**Provided material:**
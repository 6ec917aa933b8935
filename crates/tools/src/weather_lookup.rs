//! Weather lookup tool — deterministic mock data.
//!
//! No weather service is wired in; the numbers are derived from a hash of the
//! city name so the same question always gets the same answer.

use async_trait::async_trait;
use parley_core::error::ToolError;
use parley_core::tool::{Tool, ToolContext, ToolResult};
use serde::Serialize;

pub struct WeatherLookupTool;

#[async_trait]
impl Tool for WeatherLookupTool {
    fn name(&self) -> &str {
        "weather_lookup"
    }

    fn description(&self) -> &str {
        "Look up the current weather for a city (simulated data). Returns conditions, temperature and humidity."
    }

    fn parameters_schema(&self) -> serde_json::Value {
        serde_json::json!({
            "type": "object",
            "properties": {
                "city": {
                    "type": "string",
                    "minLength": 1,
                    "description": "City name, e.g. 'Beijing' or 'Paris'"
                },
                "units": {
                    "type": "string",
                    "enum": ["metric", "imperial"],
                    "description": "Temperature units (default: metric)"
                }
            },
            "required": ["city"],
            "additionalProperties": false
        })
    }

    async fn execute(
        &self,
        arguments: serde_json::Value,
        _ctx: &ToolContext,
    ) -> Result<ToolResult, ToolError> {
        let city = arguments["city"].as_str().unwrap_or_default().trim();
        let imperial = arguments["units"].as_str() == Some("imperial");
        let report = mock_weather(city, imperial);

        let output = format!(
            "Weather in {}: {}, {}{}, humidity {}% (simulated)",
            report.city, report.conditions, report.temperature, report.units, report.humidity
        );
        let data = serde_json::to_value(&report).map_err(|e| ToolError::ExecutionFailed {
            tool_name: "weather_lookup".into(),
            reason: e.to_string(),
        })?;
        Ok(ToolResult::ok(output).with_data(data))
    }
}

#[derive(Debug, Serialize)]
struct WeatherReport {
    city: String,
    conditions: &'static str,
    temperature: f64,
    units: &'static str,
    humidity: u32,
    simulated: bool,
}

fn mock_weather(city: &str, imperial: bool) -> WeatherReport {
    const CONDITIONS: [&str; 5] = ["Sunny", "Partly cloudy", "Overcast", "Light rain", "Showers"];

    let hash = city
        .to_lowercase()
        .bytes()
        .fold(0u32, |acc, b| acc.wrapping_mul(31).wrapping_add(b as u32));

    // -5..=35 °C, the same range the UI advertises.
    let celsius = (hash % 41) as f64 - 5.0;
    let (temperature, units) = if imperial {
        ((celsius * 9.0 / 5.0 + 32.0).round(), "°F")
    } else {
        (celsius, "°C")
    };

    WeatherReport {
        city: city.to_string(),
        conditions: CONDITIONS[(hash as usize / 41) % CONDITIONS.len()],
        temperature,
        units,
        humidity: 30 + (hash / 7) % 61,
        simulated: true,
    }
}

...

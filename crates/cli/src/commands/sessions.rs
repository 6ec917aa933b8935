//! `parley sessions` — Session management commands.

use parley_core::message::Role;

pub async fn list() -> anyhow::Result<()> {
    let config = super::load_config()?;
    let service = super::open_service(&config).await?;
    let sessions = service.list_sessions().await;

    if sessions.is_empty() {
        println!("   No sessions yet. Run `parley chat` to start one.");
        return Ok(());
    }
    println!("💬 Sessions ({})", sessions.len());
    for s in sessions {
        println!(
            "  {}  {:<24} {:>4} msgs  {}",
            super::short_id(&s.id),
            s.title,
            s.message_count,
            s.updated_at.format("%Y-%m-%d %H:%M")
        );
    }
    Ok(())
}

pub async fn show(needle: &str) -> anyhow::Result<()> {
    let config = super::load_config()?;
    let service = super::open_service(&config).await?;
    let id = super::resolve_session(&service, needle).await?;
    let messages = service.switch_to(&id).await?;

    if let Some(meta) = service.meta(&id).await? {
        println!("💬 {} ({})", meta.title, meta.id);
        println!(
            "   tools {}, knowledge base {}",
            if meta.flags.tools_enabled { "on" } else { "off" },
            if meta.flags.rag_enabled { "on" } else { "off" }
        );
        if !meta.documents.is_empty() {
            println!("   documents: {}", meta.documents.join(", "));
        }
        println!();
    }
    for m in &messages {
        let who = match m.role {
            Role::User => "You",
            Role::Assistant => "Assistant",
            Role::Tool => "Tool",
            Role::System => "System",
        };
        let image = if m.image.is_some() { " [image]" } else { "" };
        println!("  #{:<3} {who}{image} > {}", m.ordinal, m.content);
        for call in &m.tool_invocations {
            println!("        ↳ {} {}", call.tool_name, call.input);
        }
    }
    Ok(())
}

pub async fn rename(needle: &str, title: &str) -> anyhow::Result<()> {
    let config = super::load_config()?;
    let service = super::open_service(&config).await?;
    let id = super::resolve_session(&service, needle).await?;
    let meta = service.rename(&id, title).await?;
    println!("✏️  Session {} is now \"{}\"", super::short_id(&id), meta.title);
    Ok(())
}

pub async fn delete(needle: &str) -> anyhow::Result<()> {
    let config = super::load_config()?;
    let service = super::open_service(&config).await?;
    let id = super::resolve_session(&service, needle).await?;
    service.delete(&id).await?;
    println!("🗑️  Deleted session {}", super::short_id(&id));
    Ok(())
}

**Assignment:**
For the string "ToolError", go through the entries above and copy each line where it occurs.

**Response to the task:**
use parley_core::error::ToolError;
    ) -> Result<ToolResult, ToolError> {
        let data = serde_json::to_value(&report).map_err(|e| ToolError::ExecutionFailed {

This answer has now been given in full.